◆ Material shown
******************************
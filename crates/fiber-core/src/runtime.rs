use std::cell::Cell;
use std::rc::{Rc, Weak};
use std::sync::Arc;

use crate::platform::RuntimeScheduler;

struct RuntimeInner {
    scheduler: Arc<dyn RuntimeScheduler>,
    rerender_requested: Cell<bool>,
}

impl RuntimeInner {
    fn new(scheduler: Arc<dyn RuntimeScheduler>) -> Self {
        Self {
            scheduler,
            rerender_requested: Cell::new(false),
        }
    }

    fn request_rerender(&self) {
        self.rerender_requested.set(true);
        self.scheduler.request_continuation();
    }
}

/// Owner side of the runtime; held by the reconciler.
#[derive(Clone)]
pub struct Runtime {
    inner: Rc<RuntimeInner>,
}

impl Runtime {
    pub fn new(scheduler: Arc<dyn RuntimeScheduler>) -> Self {
        Self {
            inner: Rc::new(RuntimeInner::new(scheduler)),
        }
    }

    pub fn handle(&self) -> RuntimeHandle {
        RuntimeHandle(Rc::downgrade(&self.inner))
    }

    pub fn rerender_requested(&self) -> bool {
        self.inner.rerender_requested.get()
    }

    pub(crate) fn take_rerender_request(&self) -> bool {
        self.inner.rerender_requested.replace(false)
    }

    pub(crate) fn request_continuation(&self) {
        self.inner.scheduler.request_continuation();
    }
}

#[derive(Default)]
pub struct DefaultScheduler;

impl RuntimeScheduler for DefaultScheduler {
    fn request_continuation(&self) {}
}

/// Weak handle captured by state setters.
#[derive(Clone)]
pub struct RuntimeHandle(Weak<RuntimeInner>);

impl RuntimeHandle {
    /// Requests a full pass from the committed root. Returns `false` if the
    /// runtime is gone.
    pub fn request_rerender(&self) -> bool {
        match self.0.upgrade() {
            Some(inner) => {
                inner.request_rerender();
                true
            }
            None => false,
        }
    }

    pub fn is_alive(&self) -> bool {
        self.0.strong_count() > 0
    }
}

#[cfg(test)]
#[derive(Default)]
pub(crate) struct TestScheduler {
    requests: std::sync::atomic::AtomicUsize,
}

#[cfg(test)]
impl TestScheduler {
    pub(crate) fn requests(&self) -> usize {
        self.requests.load(std::sync::atomic::Ordering::SeqCst)
    }
}

#[cfg(test)]
impl RuntimeScheduler for TestScheduler {
    fn request_continuation(&self) {
        self.requests
            .fetch_add(1, std::sync::atomic::Ordering::SeqCst);
    }
}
******************************
◆ Your task
Copy down every line of the material above that includes the string "struct".

◆ Response area
struct RuntimeInner {
pub struct Runtime {
pub struct DefaultScheduler;
pub struct RuntimeHandle(Weak<RuntimeInner>);
pub(crate) struct TestScheduler {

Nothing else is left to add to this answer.